Personal information
- Born: April 18, 1996 (age 30) Newport News, Virginia, U.S.
- Listed height: 6 ft 2 in (1.88 m)
- Listed weight: 295 lb (134 kg)

Career information
- High school: Bethel (VA)
- College: Virginia Tech
- NFL draft: 2019: undrafted

Career history
- Dallas Cowboys (2019)*; Tampa Bay Vipers (2020); Cleveland Browns (2020)*; Winnipeg Blue Bombers (2021–2023);
- * Offseason and/or practice squad member only

Awards and highlights
- Second-team All-ACC (2018);
- Stats at Pro Football Reference
- Stats at CFL.ca

= Ricky Walker =

American gridiron football player (born 1996)

Ricky Walker (born April 18, 1996) is a gridiron football defensive tackle who is a free agent. He most recently played for the Winnipeg Blue Bombers of the Canadian Football League (CFL). He played college football at Virginia Tech.

==Early life==
Walker attended Bethel High School. As a junior, he was a two-way player, making 70 tackles and 11 sacks, while receiving first-team All-district and All-region honors.

As a senior, he missed two games with an injury, finishing with 73 tackles (15 for loss) and 11 sacks, while receiving second-team All-state honors.

==College career==
Walker accepted a football scholarship from Virginia Tech. As a true freshman, he played in 11 games as a backup defensive tackle and tallied nine tackles (one for loss). He was redshirted in 2015.

As a sophomore, he appeared in all 14 games (four starts). He registered 28 tackles (6.5 for loss), 1.5 sacks, four quarterback hurries, four pass breakups and two kickoff returns for 19 yards on special teams.

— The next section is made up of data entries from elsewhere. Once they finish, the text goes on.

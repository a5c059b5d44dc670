//! Rust types that have an OpenCL C counterpart.
//!
//! Scalars map to the OpenCL built-in scalar types (`i32` is `int`, `u8` is `uchar`, ...).
//! Vector types like [`Int4`] have the same size and alignment as their OpenCL counterpart, so
//! that buffers of them can be copied to the device byte by byte.

/// A type that can be stored in a device buffer and used within generated kernels.
pub trait ClType: Copy + Send + Sync + 'static {
    /// The name of the type in OpenCL C, e.g. `int4`.
    const NAME: &'static str;
    /// Number of lanes, `1` for scalars.
    const WIDTH: usize = 1;
    /// Whether the `cl_khr_fp64` extension is needed to use this type.
    const FP64: bool = false;

    /// Renders the value as OpenCL C expression of exactly this type.
    fn literal(&self) -> String;
}

/// Marker for the scalar types.
pub trait ClScalar: ClType {}

macro_rules! impl_integer {
    ($ty:ty, $name:literal, $suffix:literal) => {
        impl ClType for $ty {
            const NAME: &'static str = $name;

            fn literal(&self) -> String {
                let literal = if *self == <$ty>::MIN && <$ty>::MIN != 0 {
                    // The negation of the minimum isn't representable as literal.
                    format!("({}{} - 1)", *self + 1, $suffix)
                } else {
                    format!("{}{}", self, $suffix)
                };
                // Types narrower than `int` would otherwise be promoted.
                match $name {
                    "char" | "uchar" | "short" | "ushort" => format!("(({}){})", $name, literal),
                    _ if literal.starts_with('-') => format!("({})", literal),
                    _ => literal,
                }
            }
        }

        impl ClScalar for $ty {}
    };
}

impl_integer!(i8, "char", "");
impl_integer!(u8, "uchar", "");
impl_integer!(i16, "short", "");
impl_integer!(u16, "ushort", "");
impl_integer!(i32, "int", "");
impl_integer!(u32, "uint", "u");
impl_integer!(i64, "long", "L");
impl_integer!(u64, "ulong", "UL");

impl ClType for f32 {
    const NAME: &'static str = "float";

    fn literal(&self) -> String {
        if self.is_nan() {
            "NAN".to_string()
        } else if self.is_infinite() {
            if *self > 0.0 { "INFINITY" } else { "(-INFINITY)" }.to_string()
        } else if *self < 0.0 {
            format!("({:?}f)", self)
        } else {
            format!("{:?}f", self)
        }
    }
}

impl ClScalar for f32 {}

impl ClType for f64 {
    const NAME: &'static str = "double";
    const FP64: bool = true;

    fn literal(&self) -> String {
        if self.is_nan() {
            "((double)NAN)".to_string()
        } else if self.is_infinite() {
            if *self > 0.0 {
                "((double)INFINITY)"
            } else {
                "((double)-INFINITY)"
            }
            .to_string()
        } else if *self < 0.0 {
            format!("({:?})", self)
        } else {
            format!("{:?}", self)
        }
    }
}

impl ClScalar for f64 {}

macro_rules! cl_vector {
    ($(#[$meta:meta])* $name:ident, $elem:ty, $lanes:literal, $cl_name:literal, $align:literal) => {
        $(#[$meta])*
        #[repr(C, align($align))]
        #[derive(Clone, Copy, Debug, Default, PartialEq)]
        pub struct $name(pub [$elem; $lanes]);

        impl $name {
            /// Returns the value of a single lane.
            ///
            /// Panics if `lane` is out of bounds.
            pub fn get(&self, lane: usize) -> $elem {
                self.0[lane]
            }

            /// Returns all lanes.
            pub fn lanes(&self) -> [$elem; $lanes] {
                self.0
            }
        }

        impl From<[$elem; $lanes]> for $name {
            fn from(lanes: [$elem; $lanes]) -> Self {
                Self(lanes)
            }
        }

        impl From<$name> for [$elem; $lanes] {
            fn from(vector: $name) -> Self {
                vector.0
            }
        }

        impl ClType for $name {
            const NAME: &'static str = $cl_name;
            const WIDTH: usize = $lanes;
            const FP64: bool = <$elem as ClType>::FP64;

            fn literal(&self) -> String {
                let lanes = self.0.iter().map(ClType::literal).collect::<Vec<_>>();
                format!("({})({})", $cl_name, lanes.join(", "))
            }
        }
    };
}

macro_rules! cl_vector2 {
    ($(#[$meta:meta])* $name:ident, $elem:ty, $cl_name:literal, $align:literal) => {
        cl_vector!($(#[$meta])* $name, $elem, 2, $cl_name, $align);

        impl $name {
            /// Creates a vector from its lanes.
            pub fn new(s0: $elem, s1: $elem) -> Self {
                Self([s0, s1])
            }
        }
    };
}

macro_rules! cl_vector4 {
    ($(#[$meta:meta])* $name:ident, $elem:ty, $cl_name:literal, $align:literal) => {
        cl_vector!($(#[$meta])* $name, $elem, 4, $cl_name, $align);

        impl $name {
            /// Creates a vector from its lanes.
            pub fn new(s0: $elem, s1: $elem, s2: $elem, s3: $elem) -> Self {
                Self([s0, s1, s2, s3])
            }
        }
    };
}

macro_rules! cl_vector8 {
    ($(#[$meta:meta])* $name:ident, $elem:ty, $cl_name:literal, $align:literal) => {
        cl_vector!($(#[$meta])* $name, $elem, 8, $cl_name, $align);

        impl $name {
            /// Creates a vector from its lanes.
            #[allow(clippy::too_many_arguments)]
            pub fn new(
                s0: $elem,
                s1: $elem,
                s2: $elem,
                s3: $elem,
                s4: $elem,
                s5: $elem,
                s6: $elem,
                s7: $elem,
            ) -> Self {
                Self([s0, s1, s2, s3, s4, s5, s6, s7])
            }
        }
    };
}

macro_rules! cl_vector16 {
    ($(#[$meta:meta])* $name:ident, $elem:ty, $cl_name:literal, $align:literal) => {
        cl_vector!($(#[$meta])* $name, $elem, 16, $cl_name, $align);

        impl $name {
            /// Creates a vector from its lanes, `s0` to `sf`.
            #[allow(clippy::too_many_arguments)]
            pub fn new(
                s0: $elem,
                s1: $elem,
                s2: $elem,
                s3: $elem,
                s4: $elem,
                s5: $elem,
                s6: $elem,
                s7: $elem,
                s8: $elem,
                s9: $elem,
                sa: $elem,
                sb: $elem,
                sc: $elem,
                sd: $elem,
                se: $elem,
                sf: $elem,
            ) -> Self {
                Self([
                    s0, s1, s2, s3, s4, s5, s6, s7, s8, s9, sa, sb, sc, sd, se, sf,
                ])
            }
        }
    };
}

cl_vector2!(
    /// OpenCL `char2`.
    Char2, i8, "char2", 2
);
cl_vector4!(
    /// OpenCL `char4`.
    Char4, i8, "char4", 4
);
cl_vector2!(
    /// OpenCL `uchar2`.
    Uchar2, u8, "uchar2", 2
);
cl_vector4!(
    /// OpenCL `uchar4`.
    Uchar4, u8, "uchar4", 4
);
cl_vector2!(
    /// OpenCL `short2`.
    Short2, i16, "short2", 4
);
cl_vector4!(
    /// OpenCL `short4`.
    Short4, i16, "short4", 8
);
cl_vector2!(
    /// OpenCL `ushort2`.
    Ushort2, u16, "ushort2", 4
);
cl_vector4!(
    /// OpenCL `ushort4`.
    Ushort4, u16, "ushort4", 8
);
cl_vector2!(
    /// OpenCL `int2`.
    Int2, i32, "int2", 8
);
cl_vector4!(
    /// OpenCL `int4`.
    Int4, i32, "int4", 16
);
cl_vector8!(
    /// OpenCL `int8`.
    Int8, i32, "int8", 32
);
cl_vector16!(
    /// OpenCL `int16`.
    Int16, i32, "int16", 64
);
cl_vector2!(
    /// OpenCL `uint2`.
    Uint2, u32, "uint2", 8
);
cl_vector4!(
    /// OpenCL `uint4`.
    Uint4, u32, "uint4", 16
);
cl_vector2!(
    /// OpenCL `long2`.
    Long2, i64, "long2", 16
);
cl_vector4!(
    /// OpenCL `long4`.
    Long4, i64, "long4", 32
);
cl_vector2!(
    /// OpenCL `ulong2`.
    Ulong2, u64, "ulong2", 16
);
cl_vector4!(
    /// OpenCL `ulong4`.
    Ulong4, u64, "ulong4", 32
);
cl_vector2!(
    /// OpenCL `float2`.
    Float2, f32, "float2", 8
);
cl_vector4!(
    /// OpenCL `float4`.
    Float4, f32, "float4", 16
);
cl_vector8!(
    /// OpenCL `float8`.
    Float8, f32, "float8", 32
);
cl_vector16!(
    /// OpenCL `float16`.
    Float16, f32, "float16", 64
);
cl_vector2!(
    /// OpenCL `double2`, needs the `cl_khr_fp64` extension.
    Double2, f64, "double2", 16
);
cl_vector4!(
    /// OpenCL `double4`, needs the `cl_khr_fp64` extension.
    Double4, f64, "double4", 32
);
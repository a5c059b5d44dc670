//! Parallel algorithms over [`DeviceInput`](crate::iterator::DeviceInput)s.

mod count;

pub use count::{count, count_if, count_if_with, Strategy, SERIAL_THRESHOLD};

As a junior, he was named the starter at the 3-technique tackle spot. He collected 41 tackles (12.5 for loss), 4.5 sacks, six quarterback hurries, one pass break up and one fumble recovery for a touchdown.

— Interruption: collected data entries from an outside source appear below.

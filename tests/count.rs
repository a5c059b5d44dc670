use log::info;
use rand::rngs::StdRng;
use rand::{Rng, SeedableRng};

use rust_gpu_compute::algorithm::{count_if_with, Strategy, SERIAL_THRESHOLD};
use rust_gpu_compute::lambda::{_1, get, Function};
use rust_gpu_compute::types::{Int2, Int4};
use rust_gpu_compute::{
    count, count_if, ConstantRange, CountingRange, DeviceInput, GPUError, Queue,
};

const STRATEGIES: [Strategy; 3] = [Strategy::Serial, Strategy::Threads, Strategy::Reduce];

/// Returns a queue for the default device, or `None` if there is no OpenCL device.
fn queue() -> Option<Queue> {
    let _ = env_logger::builder().is_test(true).try_init();
    match Queue::default_queue() {
        Ok(queue) => Some(queue),
        Err(error) => {
            info!("Skipping test, no OpenCL device: {}", error);
            None
        }
    }
}

#[test]
fn count_int() {
    let Some(queue) = queue() else { return };
    let data = queue.create_buffer_from_slice(&[1, 2, 1, 2, 3]).unwrap();

    assert_eq!(count(&queue, &data, 1).unwrap(), 2);
    assert_eq!(count(&queue, &data, 2).unwrap(), 2);
    assert_eq!(count(&queue, &data, 3).unwrap(), 1);
    assert_eq!(count(&queue, &data.slice(1..).unwrap(), 1).unwrap(), 1);
    assert_eq!(count(&queue, &data.slice(1..4).unwrap(), 3).unwrap(), 0);
    assert_eq!(count(&queue, &data.slice(1..4).unwrap(), 2).unwrap(), 2);
}

#[test]
fn count_constant_range() {
    let Some(queue) = queue() else { return };
    assert_eq!(count(&queue, &ConstantRange::new(18, 5), 18).unwrap(), 5);
    assert_eq!(count(&queue, &ConstantRange::new(19, 5), 18).unwrap(), 0);
}

#[test]
fn count_if_float() {
    let Some(queue) = queue() else { return };
    let data = queue
        .create_buffer_from_slice(&[1.0f32, 2.5, -1.0, 3.0, 5.0, -8.0])
        .unwrap();
    let first_five = data.slice(..5).unwrap();
    assert_eq!(count_if(&queue, &first_five, _1.gt(2.0f32)).unwrap(), 3);
}

#[test]
fn count_int4() {
    let Some(queue) = queue() else { return };
    let data = queue
        .create_buffer_from_slice(&[
            Int4::new(1, 2, 3, 4),
            Int4::new(4, 5, 6, 7),
            Int4::new(7, 8, 9, 1),
            Int4::new(1, 2, 3, 4),
            Int4::new(4, 5, 6, 7),
            Int4::new(0, 3, 2, 2),
        ])
        .unwrap();

    let expected = [
        (Int4::new(1, 2, 3, 4), 2),
        (Int4::new(4, 5, 6, 7), 2),
        (Int4::new(7, 8, 9, 1), 1),
        (Int4::new(0, 3, 2, 2), 1),
        (Int4::new(3, 4, 4, 5), 0),
        (Int4::new(1, 2, 3, 0), 0),
        (Int4::new(1, 9, 8, 7), 0),
    ];
    for (value, expected) in expected {
        assert_eq!(count(&queue, &data, value).unwrap(), expected, "{:?}", value);
    }
}

#[test]
fn count_newlines() {
    let Some(queue) = queue() else { return };
    let text = "abcdefg\nhijklmn\nopqrs\ntuv\nwxyz\n";
    let data = queue.create_buffer_from_slice(text.as_bytes()).unwrap();
    assert_eq!(count(&queue, &data, b'\n').unwrap(), 5);
}

#[test]
fn count_uchar() {
    let Some(queue) = queue() else { return };
    let data = queue
        .create_buffer_from_slice(&[0x00u8, 0x10, 0x2F, 0x10, 0x01, 0x00, 0x01, 0x00])
        .unwrap();
    assert_eq!(count(&queue, &data, 0x00).unwrap(), 3);
    assert_eq!(count(&queue, &data, 0x10).unwrap(), 2);
    assert_eq!(count(&queue, &data, 0x2F).unwrap(), 1);
    assert_eq!(count(&queue, &data, 0x01).unwrap(), 2);
    assert_eq!(count(&queue, &data, 0xFF).unwrap(), 0);
}

#[test]
fn count_if_vector_lanes() {
    let Some(queue) = queue() else { return };
    let data = queue
        .create_buffer_from_slice(&[
            Int2::new(1, 2),
            Int2::new(3, 4),
            Int2::new(5, 6),
            Int2::new(7, 8),
        ])
        .unwrap();
    assert_eq!(count_if(&queue, &data, get(0, _1).lt(4)).unwrap(), 2);
    assert_eq!(count_if(&queue, &data, get(1, _1).gt(3)).unwrap(), 3);
}

#[test]
fn every_strategy_matches_host_count() {
    let Some(queue) = queue() else { return };
    let mut rng = StdRng::seed_from_u64(0x5eed);

    for len in [1, SERIAL_THRESHOLD - 1, SERIAL_THRESHOLD, 1000, 65_537] {
        let data: Vec<u32> = (0..len).map(|_| rng.gen_range(0..16)).collect();
        let buffer = queue.create_buffer_from_slice(&data).unwrap();
        let expected = data.iter().filter(|&&value| value < 5).count();

        for strategy in STRATEGIES {
            let counted = count_if_with(&queue, &buffer, _1.lt(5u32), strategy).unwrap();
            assert_eq!(counted, expected, "{:?} with {} elements", strategy, len);
        }
        assert_eq!(count_if(&queue, &buffer, _1.lt(5u32)).unwrap(), expected);
    }
}

#[test]
fn large_slices() {
    let Some(queue) = queue() else { return };
    let mut rng = StdRng::seed_from_u64(7);
    let data: Vec<i8> = (0..100_000).map(|_| rng.gen()).collect();
    let buffer = queue.create_buffer_from_slice(&data).unwrap();

    let (start, end) = (123, 98_765);
    let expected = data[start..end].iter().filter(|&&value| value == -3).count();
    let slice = buffer.slice(start..end).unwrap();
    assert_eq!(slice.len(), end - start);
    assert_eq!(count(&queue, &slice, -3).unwrap(), expected);
}

#[test]
fn counting_range_and_functions() {
    let Some(queue) = queue() else { return };
    let is_odd = Function::new("is_odd", "bool is_odd(int x) { return x & 1; }");
    let range = CountingRange::new(0, 1001);
    assert_eq!(count_if(&queue, &range, &is_odd).unwrap(), 500);
    assert_eq!(count_if(&queue, &range, (_1 % 3).equal(0)).unwrap(), 334);

    let data = queue
        .create_buffer_from_slice(&[1, 2, 3, 4, 5, 6, 7])
        .unwrap();
    assert_eq!(count_if(&queue, &data, is_odd).unwrap(), 4);
}

#[test]
fn empty_inputs() {
    let Some(queue) = queue() else { return };
    let data = queue.create_buffer_from_slice(&[1, 2, 3]).unwrap();
    assert_eq!(count(&queue, &data.slice(2..2).unwrap(), 3).unwrap(), 0);
    assert_eq!(count(&queue, &ConstantRange::new(1, 0), 1).unwrap(), 0);
    assert!(matches!(
        queue.create_buffer_from_slice::<i32>(&[]),
        Err(GPUError::Generic(_))
    ));
}

#[test]
fn invalid_ranges() {
    let Some(queue) = queue() else { return };
    let data = queue.create_buffer_from_slice(&[1, 2, 3]).unwrap();
    assert!(matches!(
        data.slice(1..4),
        Err(GPUError::InvalidRange {
            start: 1,
            end: 4,
            length: 3
        })
    ));
    #[allow(clippy::reversed_empty_ranges)]
    let reversed = data.slice(2..1);
    assert!(matches!(reversed, Err(GPUError::InvalidRange { .. })));
}

#[test]
fn programs_are_reused() {
    let Some(queue) = queue() else { return };
    queue.clear_program_cache();
    let data = queue.create_buffer_from_slice(&[1, 2, 1, 2, 3]).unwrap();

    // The value and the range are kernel arguments or literals, the slices share one program.
    count(&queue, &data, 1).unwrap();
    count(&queue, &data.slice(1..).unwrap(), 1).unwrap();
    count(&queue, &data.slice(2..).unwrap(), 1).unwrap();
    assert_eq!(queue.cached_programs(), 2);

    count(&queue, &data, 2).unwrap();
    assert_eq!(queue.cached_programs(), 3, "The value is part of the predicate.");
}

#[test]
fn concurrent_counts_share_programs() {
    let Some(queue) = queue() else { return };
    let data: Vec<i32> = (0..4096).map(|i| i % 7).collect();
    let buffer = queue.create_buffer_from_slice(&data).unwrap();

    // All slices use the same program, only the offset and length arguments differ.
    std::thread::scope(|scope| {
        let handles: Vec<_> = (0..8)
            .map(|thread| {
                let (queue, buffer, data) = (&queue, &buffer, &data);
                scope.spawn(move || {
                    for round in 0..20 {
                        let start = thread * 100 + round;
                        let slice = buffer.slice(start..).unwrap();
                        let expected = data[start..].iter().filter(|&&value| value == 3).count();
                        assert_eq!(count(queue, &slice, 3).unwrap(), expected, "from {}", start);
                    }
                })
            })
            .collect();
        for handle in handles {
            handle.join().unwrap();
        }
    });
}

#[test]
fn count_after_rewrite() {
    let Some(queue) = queue() else { return };
    let mut buffer = queue.create_buffer_from_slice(&[1u32; 64]).unwrap();
    assert_eq!(count(&queue, &buffer, 1).unwrap(), 64);

    let rewritten: Vec<u32> = (0..64).map(|i| i % 4).collect();
    queue.write_from_buffer(&mut buffer, &rewritten).unwrap();
    assert_eq!(count(&queue, &buffer, 1).unwrap(), 16);
    assert_eq!(queue.read_to_vec(&buffer).unwrap(), rewritten);

    // Shorter data only replaces the beginning.
    queue.write_from_buffer(&mut buffer, &[1, 1, 1, 1]).unwrap();
    assert_eq!(count(&queue, &buffer, 1).unwrap(), 19);
}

As a senior, he was limited with a foot injury during the first half of the season. He recorded 49 tackles, 10.5 tackles for loss (led the team), two sacks and two forced fumbles. He also was a finalist for the Dudley Award, given to the top collegiate player in the state of Virginia.

==Professional career==
===Dallas Cowboys===
Walker was signed as an undrafted free agent by the Dallas Cowboys, after being passed on the 2019 NFL draft because of a lack of height. He had three tackles (one for loss) and one quarterback hit in the preseason game against the San Francisco 49ers. He was waived on August 31.

===Tampa Bay Vipers===
In October 2019, he was selected by the Tampa Bay Vipers during phase 3 of the 2020 XFL draft. In March, amid the COVID-19 pandemic, the league announced that it would be cancelling the rest of the season. He finished the XFL's debut season with eight tackles and one quarterback hit in five games. He had his contract terminated when the league suspended operations on April 10, 2020.

===Cleveland Browns===
On August 22, 2020, Walker signed with the Cleveland Browns. The Browns waived Walker on September 3, 2020.

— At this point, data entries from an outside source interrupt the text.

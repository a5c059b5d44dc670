//! Settings that are read from the environment.
//!
//! | Variable | Meaning |
//! |---|---|
//! | `RUST_GPU_COMPUTE_DEFAULT_DEVICE` | Part of the name of the device to use by default |
//! | `RUST_GPU_COMPUTE_DEFAULT_DEVICE_TYPE` | `GPU`, `CPU` or `ACCELERATOR` |
//! | `RUST_GPU_COMPUTE_DEFAULT_VENDOR` | Part of the vendor string of the default device |
//! | `RUST_GPU_COMPUTE_DEFAULT_PLATFORM` | Part of the platform name of the default device |
//! | `RUST_GPU_COMPUTE_CACHE_DIR` | Directory for compiled program binaries |
//! | `RUST_GPU_COMPUTE_DISABLE_CACHE` | If set, compiled binaries aren't stored on disk |
//! | `RUST_GPU_COMPUTE_PROGRAM_CACHE_SIZE` | Number of programs kept in memory per queue |

use std::convert::TryFrom;
use std::env;
use std::path::PathBuf;

use log::{info, warn};
use once_cell::sync::Lazy;

use crate::device::DeviceKind;

const DEFAULT_DEVICE_ENV: &str = "RUST_GPU_COMPUTE_DEFAULT_DEVICE";
const DEFAULT_DEVICE_TYPE_ENV: &str = "RUST_GPU_COMPUTE_DEFAULT_DEVICE_TYPE";
const DEFAULT_VENDOR_ENV: &str = "RUST_GPU_COMPUTE_DEFAULT_VENDOR";
const DEFAULT_PLATFORM_ENV: &str = "RUST_GPU_COMPUTE_DEFAULT_PLATFORM";
const CACHE_DIR_ENV: &str = "RUST_GPU_COMPUTE_CACHE_DIR";
const DISABLE_CACHE_ENV: &str = "RUST_GPU_COMPUTE_DISABLE_CACHE";
const PROGRAM_CACHE_SIZE_ENV: &str = "RUST_GPU_COMPUTE_PROGRAM_CACHE_SIZE";

/// The number of programs that are kept in memory per queue if not configured otherwise.
pub const DEFAULT_PROGRAM_CACHE_SIZE: usize = 64;

/// Name of the directory within the home directory, where compiled programs are stored.
const CACHE_DIR_NAME: &str = ".rust-gpu-compute";

static SETTINGS: Lazy<Settings> = Lazy::new(Settings::from_env);

/// Returns the settings of this process. They are read from the environment on first use.
pub fn settings() -> &'static Settings {
    &SETTINGS
}

/// Configuration of device selection and program caching.
#[derive(Clone, Debug, PartialEq, Eq)]
pub struct Settings {
    /// Case-insensitive part of the name of the default device.
    pub default_device: Option<String>,
    /// The kind of the default device.
    pub default_device_kind: Option<DeviceKind>,
    /// Case-insensitive part of the vendor string of the default device.
    pub default_vendor: Option<String>,
    /// Case-insensitive part of the platform name of the default device.
    pub default_platform: Option<String>,
    /// Directory where compiled program binaries are stored. `None` means the default location
    /// within the home directory.
    pub cache_dir: Option<PathBuf>,
    /// Whether compiled program binaries are stored on disk.
    pub disk_cache: bool,
    /// Maximum number of programs kept in memory per queue.
    pub program_cache_size: usize,
}

impl Default for Settings {
    fn default() -> Self {
        Self {
            default_device: None,
            default_device_kind: None,
            default_vendor: None,
            default_platform: None,
            cache_dir: None,
            disk_cache: true,
            program_cache_size: DEFAULT_PROGRAM_CACHE_SIZE,
        }
    }
}

impl Settings {
    /// Reads the settings from the environment.
    ///
    /// Invalid values are logged and replaced by their default.
    pub fn from_env() -> Self {
        let mut settings = Self {
            default_device: non_empty_var(DEFAULT_DEVICE_ENV),
            default_vendor: non_empty_var(DEFAULT_VENDOR_ENV),
            default_platform: non_empty_var(DEFAULT_PLATFORM_ENV),
            cache_dir: non_empty_var(CACHE_DIR_ENV).map(PathBuf::from),
            disk_cache: env::var_os(DISABLE_CACHE_ENV).is_none(),
            ..Default::default()
        };

        if let Some(kind) = non_empty_var(DEFAULT_DEVICE_TYPE_ENV) {
            match DeviceKind::try_from(kind.as_str()) {
                Ok(kind) => settings.default_device_kind = Some(kind),
                Err(_) => warn!("Ignoring invalid {}: {}", DEFAULT_DEVICE_TYPE_ENV, kind),
            }
        }

        if let Some(size) = non_empty_var(PROGRAM_CACHE_SIZE_ENV) {
            match size.trim().parse::<usize>() {
                Ok(size) if size > 0 => {
                    info!("Keeping up to {} programs in memory per queue.", size);
                    settings.program_cache_size = size;
                }
                _ => warn!("Ignoring invalid {}: {}", PROGRAM_CACHE_SIZE_ENV, size),
            }
        }

        if !settings.disk_cache {
            info!("Compiled programs won't be cached on disk.");
        }

        settings
    }

    /// Returns true if any of the default device filters is set.
    pub fn has_device_filter(&self) -> bool {
        self.default_device.is_some()
            || self.default_device_kind.is_some()
            || self.default_vendor.is_some()
            || self.default_platform.is_some()
    }

    /// The directory where compiled binaries are stored, or `None` if the disk cache is disabled
    /// or no home directory can be found.
    pub fn cache_dir(&self) -> Option<PathBuf> {
        if !self.disk_cache {
            return None;
        }
        self.cache_dir
            .clone()
            .or_else(|| home::home_dir().map(|home| home.join(CACHE_DIR_NAME)))
    }
}

fn non_empty_var(key: &str) -> Option<String> {
    env::var(key).ok().filter(|value| !value.trim().is_empty())
}

#[cfg(test)]
mod tests {
    use super::*;

    const ALL_VARS: [&str; 7] = [
        DEFAULT_DEVICE_ENV,
        DEFAULT_DEVICE_TYPE_ENV,
        DEFAULT_VENDOR_ENV,
        DEFAULT_PLATFORM_ENV,
        CACHE_DIR_ENV,
        DISABLE_CACHE_ENV,
        PROGRAM_CACHE_SIZE_ENV,
    ];

    fn with_env<F: FnOnce()>(vars: &[(&str, &str)], f: F) {
        let kvs: Vec<(&str, Option<&str>)> = ALL_VARS
            .iter()
            .map(|key| {
                let value = vars.iter().find(|(k, _)| k == key).map(|(_, v)| *v);
                (*key, value)
            })
            .collect();
        temp_env::with_vars(kvs, f);
    }

    #[test]
    fn settings_default() {
        with_env(&[], || {
            let settings = Settings::from_env();
            assert_eq!(settings, Settings::default());
            assert!(!settings.has_device_filter());
        });
    }

    #[test]
    fn settings_device_filter() {
        with_env(
            &[
                (DEFAULT_DEVICE_ENV, "RTX"),
                (DEFAULT_DEVICE_TYPE_ENV, "cpu"),
                (DEFAULT_VENDOR_ENV, "Intel"),
                (DEFAULT_PLATFORM_ENV, "Portable"),
            ],
            || {
                let settings = Settings::from_env();
                assert_eq!(settings.default_device.as_deref(), Some("RTX"));
                assert_eq!(settings.default_device_kind, Some(DeviceKind::Cpu));
                assert_eq!(settings.default_vendor.as_deref(), Some("Intel"));
                assert_eq!(settings.default_platform.as_deref(), Some("Portable"));
                assert!(settings.has_device_filter());
            },
        );
    }

    #[test]
    fn settings_invalid_values_fall_back() {
        with_env(
            &[
                (DEFAULT_DEVICE_TYPE_ENV, "quantum"),
                (PROGRAM_CACHE_SIZE_ENV, "lots"),
                (DEFAULT_DEVICE_ENV, "  "),
            ],
            || {
                let settings = Settings::from_env();
                assert_eq!(settings.default_device_kind, None);
                assert_eq!(settings.default_device, None);
                assert_eq!(settings.program_cache_size, DEFAULT_PROGRAM_CACHE_SIZE);
            },
        );
        with_env(&[(PROGRAM_CACHE_SIZE_ENV, "0")], || {
            assert_eq!(
                Settings::from_env().program_cache_size,
                DEFAULT_PROGRAM_CACHE_SIZE
            );
        });
    }

    #[test]
    fn settings_cache() {
        with_env(
            &[
                (CACHE_DIR_ENV, "/tmp/gpu-cache"),
                (PROGRAM_CACHE_SIZE_ENV, "8"),
            ],
            || {
                let settings = Settings::from_env();
                assert_eq!(settings.program_cache_size, 8);
                assert_eq!(settings.cache_dir(), Some(PathBuf::from("/tmp/gpu-cache")));
            },
        );
        with_env(
            &[
                (CACHE_DIR_ENV, "/tmp/gpu-cache"),
                (DISABLE_CACHE_ENV, "1"),
            ],
            || {
                let settings = Settings::from_env();
                assert!(!settings.disk_cache);
                assert_eq!(settings.cache_dir(), None);
            },
        );
    }
}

===Winnipeg Blue Bombers===
Walker signed with the Winnipeg Blue Bombers of the CFL on February 18, 2021. He played in his first career regular season game on August 13. He spent most of the season being moved between the practice squad and the active roster. He appeared in seven games as a backup player, making eight tackles and one sack.

In 2022, he was placed on the injured reserve list on July 3 and was activated on August 3. He was placed on the injured reserve list on November 13. He was signed to the active roster on November 20. He appeared in 12 games as a reserve player, collecting 14 tackles and one sack.

In 2023, he appeared in seven games with seven starts, making 12 tackles and three sacks. He became a free agent upon the expiry of his contract on February 13, 2024.